- Assigned task
Copy out each line of the material in which the word "docs" can be found.

- Available data
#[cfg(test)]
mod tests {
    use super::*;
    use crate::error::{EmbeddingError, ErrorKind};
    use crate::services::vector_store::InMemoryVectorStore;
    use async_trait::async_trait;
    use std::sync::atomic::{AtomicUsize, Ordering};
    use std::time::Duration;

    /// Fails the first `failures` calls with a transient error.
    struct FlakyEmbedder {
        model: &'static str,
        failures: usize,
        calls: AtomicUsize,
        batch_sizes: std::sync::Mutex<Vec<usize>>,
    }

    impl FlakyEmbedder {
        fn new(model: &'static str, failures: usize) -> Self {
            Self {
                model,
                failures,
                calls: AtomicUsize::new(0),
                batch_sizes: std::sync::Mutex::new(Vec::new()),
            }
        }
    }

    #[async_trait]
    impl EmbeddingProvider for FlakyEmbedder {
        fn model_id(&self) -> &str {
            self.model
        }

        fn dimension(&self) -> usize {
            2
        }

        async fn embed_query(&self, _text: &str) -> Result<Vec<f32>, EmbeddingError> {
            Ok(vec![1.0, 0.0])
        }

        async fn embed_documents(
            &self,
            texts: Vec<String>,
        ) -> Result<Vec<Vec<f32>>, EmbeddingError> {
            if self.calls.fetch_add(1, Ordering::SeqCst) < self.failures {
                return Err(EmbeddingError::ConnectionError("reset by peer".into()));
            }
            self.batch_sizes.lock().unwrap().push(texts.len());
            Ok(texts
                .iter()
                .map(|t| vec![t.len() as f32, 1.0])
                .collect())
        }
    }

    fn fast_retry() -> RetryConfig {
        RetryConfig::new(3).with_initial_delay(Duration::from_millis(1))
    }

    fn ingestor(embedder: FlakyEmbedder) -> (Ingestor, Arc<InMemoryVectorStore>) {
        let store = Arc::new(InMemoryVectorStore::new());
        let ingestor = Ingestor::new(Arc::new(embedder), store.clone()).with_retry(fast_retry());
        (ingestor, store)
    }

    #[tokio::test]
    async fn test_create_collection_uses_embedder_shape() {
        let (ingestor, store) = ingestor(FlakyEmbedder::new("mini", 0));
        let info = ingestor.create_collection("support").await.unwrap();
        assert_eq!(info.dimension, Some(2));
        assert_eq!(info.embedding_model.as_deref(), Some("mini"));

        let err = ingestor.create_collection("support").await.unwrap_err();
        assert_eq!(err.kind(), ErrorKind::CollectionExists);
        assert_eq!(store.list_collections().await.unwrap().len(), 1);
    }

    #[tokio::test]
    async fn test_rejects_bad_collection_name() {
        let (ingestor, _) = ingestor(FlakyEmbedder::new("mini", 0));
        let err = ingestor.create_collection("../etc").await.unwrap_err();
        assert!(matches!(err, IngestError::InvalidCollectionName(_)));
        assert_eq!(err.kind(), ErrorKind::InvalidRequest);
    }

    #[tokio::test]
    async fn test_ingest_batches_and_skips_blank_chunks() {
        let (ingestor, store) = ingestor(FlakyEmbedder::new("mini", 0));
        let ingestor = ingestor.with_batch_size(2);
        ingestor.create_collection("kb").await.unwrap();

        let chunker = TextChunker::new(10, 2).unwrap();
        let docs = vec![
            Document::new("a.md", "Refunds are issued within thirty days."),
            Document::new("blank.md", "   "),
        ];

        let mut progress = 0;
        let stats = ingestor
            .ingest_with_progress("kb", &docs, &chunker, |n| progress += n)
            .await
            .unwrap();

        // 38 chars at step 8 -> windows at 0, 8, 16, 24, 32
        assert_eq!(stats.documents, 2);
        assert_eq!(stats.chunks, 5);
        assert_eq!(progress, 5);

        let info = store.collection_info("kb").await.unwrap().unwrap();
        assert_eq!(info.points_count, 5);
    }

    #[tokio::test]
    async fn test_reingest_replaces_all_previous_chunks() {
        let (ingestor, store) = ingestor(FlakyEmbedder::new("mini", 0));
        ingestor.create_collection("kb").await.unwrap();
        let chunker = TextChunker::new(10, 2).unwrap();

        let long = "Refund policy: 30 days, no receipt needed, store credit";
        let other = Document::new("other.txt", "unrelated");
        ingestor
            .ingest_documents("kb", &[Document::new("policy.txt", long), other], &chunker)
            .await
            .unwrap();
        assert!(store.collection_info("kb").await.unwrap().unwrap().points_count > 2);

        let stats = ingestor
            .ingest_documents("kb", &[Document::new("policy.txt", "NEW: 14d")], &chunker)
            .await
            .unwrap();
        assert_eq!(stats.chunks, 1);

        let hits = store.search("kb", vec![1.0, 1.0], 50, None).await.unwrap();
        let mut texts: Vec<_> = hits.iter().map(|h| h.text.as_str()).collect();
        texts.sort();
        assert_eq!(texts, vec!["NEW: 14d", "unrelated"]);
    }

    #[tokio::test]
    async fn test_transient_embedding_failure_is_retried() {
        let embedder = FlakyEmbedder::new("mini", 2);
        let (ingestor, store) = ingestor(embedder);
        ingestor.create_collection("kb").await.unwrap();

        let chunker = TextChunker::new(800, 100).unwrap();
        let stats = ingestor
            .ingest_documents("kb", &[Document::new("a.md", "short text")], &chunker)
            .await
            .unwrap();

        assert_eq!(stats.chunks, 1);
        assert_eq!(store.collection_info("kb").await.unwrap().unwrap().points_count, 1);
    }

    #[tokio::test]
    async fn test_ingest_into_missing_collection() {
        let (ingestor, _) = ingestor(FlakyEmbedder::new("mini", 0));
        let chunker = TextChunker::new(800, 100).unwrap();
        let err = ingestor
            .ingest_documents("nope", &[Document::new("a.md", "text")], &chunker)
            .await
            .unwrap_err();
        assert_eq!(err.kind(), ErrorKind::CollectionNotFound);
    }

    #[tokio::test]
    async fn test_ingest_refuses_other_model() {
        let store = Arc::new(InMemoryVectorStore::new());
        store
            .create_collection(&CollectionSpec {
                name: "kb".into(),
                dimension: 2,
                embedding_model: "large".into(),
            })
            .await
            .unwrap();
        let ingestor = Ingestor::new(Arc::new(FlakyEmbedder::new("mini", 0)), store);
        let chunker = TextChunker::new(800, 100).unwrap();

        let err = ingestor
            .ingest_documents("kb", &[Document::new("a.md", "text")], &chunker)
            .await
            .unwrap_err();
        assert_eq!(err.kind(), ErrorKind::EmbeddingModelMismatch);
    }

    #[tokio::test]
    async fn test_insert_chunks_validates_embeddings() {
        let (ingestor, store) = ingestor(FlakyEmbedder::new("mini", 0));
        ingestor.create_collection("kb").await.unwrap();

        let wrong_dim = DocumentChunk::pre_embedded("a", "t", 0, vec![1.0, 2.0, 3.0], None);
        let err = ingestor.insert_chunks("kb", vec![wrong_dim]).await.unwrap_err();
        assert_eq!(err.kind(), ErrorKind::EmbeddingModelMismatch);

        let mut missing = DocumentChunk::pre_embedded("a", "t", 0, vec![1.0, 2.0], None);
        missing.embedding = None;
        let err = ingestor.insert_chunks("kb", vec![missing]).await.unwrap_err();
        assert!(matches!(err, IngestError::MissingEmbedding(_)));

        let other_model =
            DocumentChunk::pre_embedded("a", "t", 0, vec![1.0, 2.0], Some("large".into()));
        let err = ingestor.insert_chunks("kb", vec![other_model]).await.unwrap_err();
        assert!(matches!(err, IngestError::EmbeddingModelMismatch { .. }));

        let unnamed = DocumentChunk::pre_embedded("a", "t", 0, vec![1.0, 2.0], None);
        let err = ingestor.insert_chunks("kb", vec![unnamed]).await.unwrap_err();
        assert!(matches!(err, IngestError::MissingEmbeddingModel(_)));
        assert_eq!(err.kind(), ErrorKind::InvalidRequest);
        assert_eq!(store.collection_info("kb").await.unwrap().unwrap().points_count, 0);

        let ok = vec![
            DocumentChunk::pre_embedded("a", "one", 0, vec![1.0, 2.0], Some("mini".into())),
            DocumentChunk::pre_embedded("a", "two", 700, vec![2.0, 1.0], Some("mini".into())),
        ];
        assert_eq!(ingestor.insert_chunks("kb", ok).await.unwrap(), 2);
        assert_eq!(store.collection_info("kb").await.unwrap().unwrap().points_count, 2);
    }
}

- Response area
        let docs = vec![
            .ingest_with_progress("kb", &docs, &chunker, |n| progress += n)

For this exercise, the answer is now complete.